▽

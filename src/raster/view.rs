use crate::foundation::core::RectI;
use crate::foundation::error::{WarpError, WarpResult};
use crate::raster::sample::{BitDepth, Sample, check_channels};

/// Validate that `len` samples can hold `bounds` with the given interleaving and row stride.
///
/// The final row only needs `width * channels` samples, so hosts handing out padded rows do not
/// have to pad the last one.
fn check_layout(len: usize, bounds: RectI, channels: usize, row_stride: usize) -> WarpResult<()> {
    check_channels(channels)?;
    if bounds.x1 > bounds.x2 || bounds.y1 > bounds.y2 {
        return Err(WarpError::validation(format!(
            "raster bounds are inverted: {bounds:?}"
        )));
    }
    let row_len = (bounds.width() as usize)
        .checked_mul(channels)
        .ok_or_else(|| WarpError::validation("raster row length overflow"))?;
    if row_stride < row_len {
        return Err(WarpError::validation(format!(
            "row stride {row_stride} is shorter than a row ({row_len} samples)"
        )));
    }
    let height = bounds.height() as usize;
    let required = if height == 0 {
        0
    } else {
        row_stride
            .checked_mul(height - 1)
            .and_then(|v| v.checked_add(row_len))
            .ok_or_else(|| WarpError::validation("raster buffer size overflow"))?
    };
    if len < required {
        return Err(WarpError::validation(format!(
            "raster buffer holds {len} samples, bounds {bounds:?} need {required}"
        )));
    }
    Ok(())
}

/// Read-only pixel rectangle borrowed from the host for the duration of one call.
#[derive(Clone, Copy, Debug)]
pub struct RasterView<'a, T> {
    pub(super) data: &'a [T],
    pub(super) bounds: RectI,
    pub(super) channels: usize,
    pub(super) row_stride: usize,
}

impl<'a, T: Sample> RasterView<'a, T> {
    /// View over tightly packed rows.
    pub fn new(data: &'a [T], bounds: RectI, channels: usize) -> WarpResult<Self> {
        check_channels(channels)?;
        let row_stride = bounds.width() as usize * channels;
        Self::with_stride(data, bounds, channels, row_stride)
    }

    /// View over rows that are `row_stride` samples apart.
    pub fn with_stride(
        data: &'a [T],
        bounds: RectI,
        channels: usize,
        row_stride: usize,
    ) -> WarpResult<Self> {
        check_layout(data.len(), bounds, channels, row_stride)?;
        Ok(Self {
            data,
            bounds,
            channels,
            row_stride,
        })
    }

    /// Pixel bounds of the buffer.
    pub fn bounds(&self) -> RectI {
        self.bounds
    }

    /// Interleaved channels per pixel.
    pub fn channels(&self) -> usize {
        self.channels
    }

    /// Distance between rows, in samples.
    pub fn row_stride(&self) -> usize {
        self.row_stride
    }

    /// Sample type of the buffer.
    pub fn depth(&self) -> BitDepth {
        T::DEPTH
    }

    /// Underlying samples.
    pub fn data(&self) -> &'a [T] {
        self.data
    }

    /// Channels of the pixel at `(x, y)`.
    ///
    /// Panics if `(x, y)` is outside [`RasterView::bounds`].
    pub fn pixel(&self, x: i32, y: i32) -> &'a [T] {
        assert!(
            self.bounds.contains_point(i64::from(x), i64::from(y)),
            "pixel ({x}, {y}) outside raster bounds {:?}",
            self.bounds
        );
        let idx = self.offset(x, y);
        &self.data[idx..idx + self.channels]
    }

    /// Channels of the pixel at `(x, y)`, or `None` outside the bounds.
    pub fn get(&self, x: i32, y: i32) -> Option<&'a [T]> {
        if !self.bounds.contains_point(i64::from(x), i64::from(y)) {
            return None;
        }
        let idx = self.offset(x, y);
        Some(&self.data[idx..idx + self.channels])
    }

    /// Samples of row `y`, `width * channels` long.
    pub fn row(&self, y: i32) -> &'a [T] {
        let start = self.offset(self.bounds.x1, y);
        &self.data[start..start + self.bounds.width() as usize * self.channels]
    }

    fn offset(&self, x: i32, y: i32) -> usize {
        let row = (i64::from(y) - i64::from(self.bounds.y1)) as usize;
        let col = (i64::from(x) - i64::from(self.bounds.x1)) as usize;
        row * self.row_stride + col * self.channels
    }
}

/// Writable pixel rectangle borrowed from the host for the duration of one call.
#[derive(Debug)]
pub struct RasterViewMut<'a, T> {
    pub(super) data: &'a mut [T],
    pub(super) bounds: RectI,
    pub(super) channels: usize,
    pub(super) row_stride: usize,
}

impl<'a, T: Sample> RasterViewMut<'a, T> {
    /// View over tightly packed rows.
    pub fn new(data: &'a mut [T], bounds: RectI, channels: usize) -> WarpResult<Self> {
        check_channels(channels)?;
        let row_stride = bounds.width() as usize * channels;
        Self::with_stride(data, bounds, channels, row_stride)
    }

    /// View over rows that are `row_stride` samples apart.
    pub fn with_stride(
        data: &'a mut [T],
        bounds: RectI,
        channels: usize,
        row_stride: usize,
    ) -> WarpResult<Self> {
        check_layout(data.len(), bounds, channels, row_stride)?;
        Ok(Self {
            data,
            bounds,
            channels,
            row_stride,
        })
    }

    /// Pixel bounds of the buffer.
    pub fn bounds(&self) -> RectI {
        self.bounds
    }

    /// Interleaved channels per pixel.
    pub fn channels(&self) -> usize {
        self.channels
    }

    /// Distance between rows, in samples.
    pub fn row_stride(&self) -> usize {
        self.row_stride
    }

    /// Sample type of the buffer.
    pub fn depth(&self) -> BitDepth {
        T::DEPTH
    }

    /// Read-only view of the same pixels.
    pub fn as_view(&self) -> RasterView<'_, T> {
        RasterView {
            data: &*self.data,
            bounds: self.bounds,
            channels: self.channels,
            row_stride: self.row_stride,
        }
    }

    /// Shorter-lived writable view of the same pixels.
    pub fn reborrow(&mut self) -> RasterViewMut<'_, T> {
        RasterViewMut {
            data: &mut *self.data,
            bounds: self.bounds,
            channels: self.channels,
            row_stride: self.row_stride,
        }
    }

    /// Mutable channels of the pixel at `(x, y)`.
    ///
    /// Panics if `(x, y)` is outside [`RasterViewMut::bounds`].
    pub fn pixel_mut(&mut self, x: i32, y: i32) -> &mut [T] {
        assert!(
            self.bounds.contains_point(i64::from(x), i64::from(y)),
            "pixel ({x}, {y}) outside raster bounds {:?}",
            self.bounds
        );
        let idx = self.offset(x, y);
        &mut self.data[idx..idx + self.channels]
    }

    /// Mutable samples of row `y`, `width * channels` long.
    pub fn row_mut(&mut self, y: i32) -> &mut [T] {
        let start = self.offset(self.bounds.x1, y);
        let len = self.bounds.width() as usize * self.channels;
        &mut self.data[start..start + len]
    }

    /// Split into disjoint views, one per row range.
    ///
    /// `ranges` must be ascending, non-overlapping and inside the row bounds. Each returned view
    /// owns exactly the rows of its range, which is what lets strips be written concurrently.
    pub(crate) fn split_rows(self, ranges: &[(i32, i32)]) -> Vec<RasterViewMut<'a, T>> {
        let mut out = Vec::with_capacity(ranges.len());
        let mut rest = self.data;
        let mut rest_row = self.bounds.y1;
        for &(y1, y2) in ranges {
            debug_assert!(rest_row <= y1 && y1 <= y2 && y2 <= self.bounds.y2);
            let skip = ((y1 - rest_row) as usize * self.row_stride).min(rest.len());
            let (_, tail) = std::mem::take(&mut rest).split_at_mut(skip);
            let take = ((y2 - y1) as usize * self.row_stride).min(tail.len());
            let (head, tail) = tail.split_at_mut(take);
            out.push(RasterViewMut {
                data: head,
                bounds: self.bounds.with_rows(y1, y2),
                channels: self.channels,
                row_stride: self.row_stride,
            });
            rest = tail;
            rest_row = y2;
        }
        out
    }

    fn offset(&self, x: i32, y: i32) -> usize {
        let row = (i64::from(y) - i64::from(self.bounds.y1)) as usize;
        let col = (i64::from(x) - i64::from(self.bounds.x1)) as usize;
        row * self.row_stride + col * self.channels
    }
}

/// Read-only raster of any supported sample type, as handed over by the host.
#[derive(Clone, Copy, Debug)]
pub enum RasterRef<'a> {
    /// 8-bit samples.
    U8(RasterView<'a, u8>),
    /// 16-bit samples.
    U16(RasterView<'a, u16>),
    /// Float samples.
    F32(RasterView<'a, f32>),
}

/// Writable raster of any supported sample type, as handed over by the host.
#[derive(Debug)]
pub enum RasterMut<'a> {
    /// 8-bit samples.
    U8(RasterViewMut<'a, u8>),
    /// 16-bit samples.
    U16(RasterViewMut<'a, u16>),
    /// Float samples.
    F32(RasterViewMut<'a, f32>),
}

impl RasterRef<'_> {
    /// Sample type tag.
    pub fn depth(&self) -> BitDepth {
        match self {
            RasterRef::U8(_) => BitDepth::U8,
            RasterRef::U16(_) => BitDepth::U16,
            RasterRef::F32(_) => BitDepth::F32,
        }
    }

    /// Pixel bounds.
    pub fn bounds(&self) -> RectI {
        match self {
            RasterRef::U8(v) => v.bounds(),
            RasterRef::U16(v) => v.bounds(),
            RasterRef::F32(v) => v.bounds(),
        }
    }

    /// Interleaved channels per pixel.
    pub fn channels(&self) -> usize {
        match self {
            RasterRef::U8(v) => v.channels(),
            RasterRef::U16(v) => v.channels(),
            RasterRef::F32(v) => v.channels(),
        }
    }
}

impl RasterMut<'_> {
    /// Sample type tag.
    pub fn depth(&self) -> BitDepth {
        match self {
            RasterMut::U8(_) => BitDepth::U8,
            RasterMut::U16(_) => BitDepth::U16,
            RasterMut::F32(_) => BitDepth::F32,
        }
    }

    /// Pixel bounds.
    pub fn bounds(&self) -> RectI {
        match self {
            RasterMut::U8(v) => v.bounds(),
            RasterMut::U16(v) => v.bounds(),
            RasterMut::F32(v) => v.bounds(),
        }
    }

    /// Interleaved channels per pixel.
    pub fn channels(&self) -> usize {
        match self {
            RasterMut::U8(v) => v.channels(),
            RasterMut::U16(v) => v.channels(),
            RasterMut::F32(v) => v.channels(),
        }
    }
}

impl<'a> From<RasterView<'a, u8>> for RasterRef<'a> {
    fn from(v: RasterView<'a, u8>) -> Self {
        RasterRef::U8(v)
    }
}

impl<'a> From<RasterView<'a, u16>> for RasterRef<'a> {
    fn from(v: RasterView<'a, u16>) -> Self {
        RasterRef::U16(v)
    }
}

impl<'a> From<RasterView<'a, f32>> for RasterRef<'a> {
    fn from(v: RasterView<'a, f32>) -> Self {
        RasterRef::F32(v)
    }
}

impl<'a> From<RasterViewMut<'a, u8>> for RasterMut<'a> {
    fn from(v: RasterViewMut<'a, u8>) -> Self {
        RasterMut::U8(v)
    }
}

impl<'a> From<RasterViewMut<'a, u16>> for RasterMut<'a> {
    fn from(v: RasterViewMut<'a, u16>) -> Self {
        RasterMut::U16(v)
    }
}

impl<'a> From<RasterViewMut<'a, f32>> for RasterMut<'a> {
    fn from(v: RasterViewMut<'a, f32>) -> Self {
        RasterMut::F32(v)
    }
}

#[cfg(test)]
#[path = "../../tests/unit/raster/view.rs"]
mod tests;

△

#### Try it
For each line above that includes "rectangle", make a copy.

#### Response to this exercise
/// Read-only pixel rectangle borrowed from the host for the duration of one call.
/// Writable pixel rectangle borrowed from the host for the duration of one call.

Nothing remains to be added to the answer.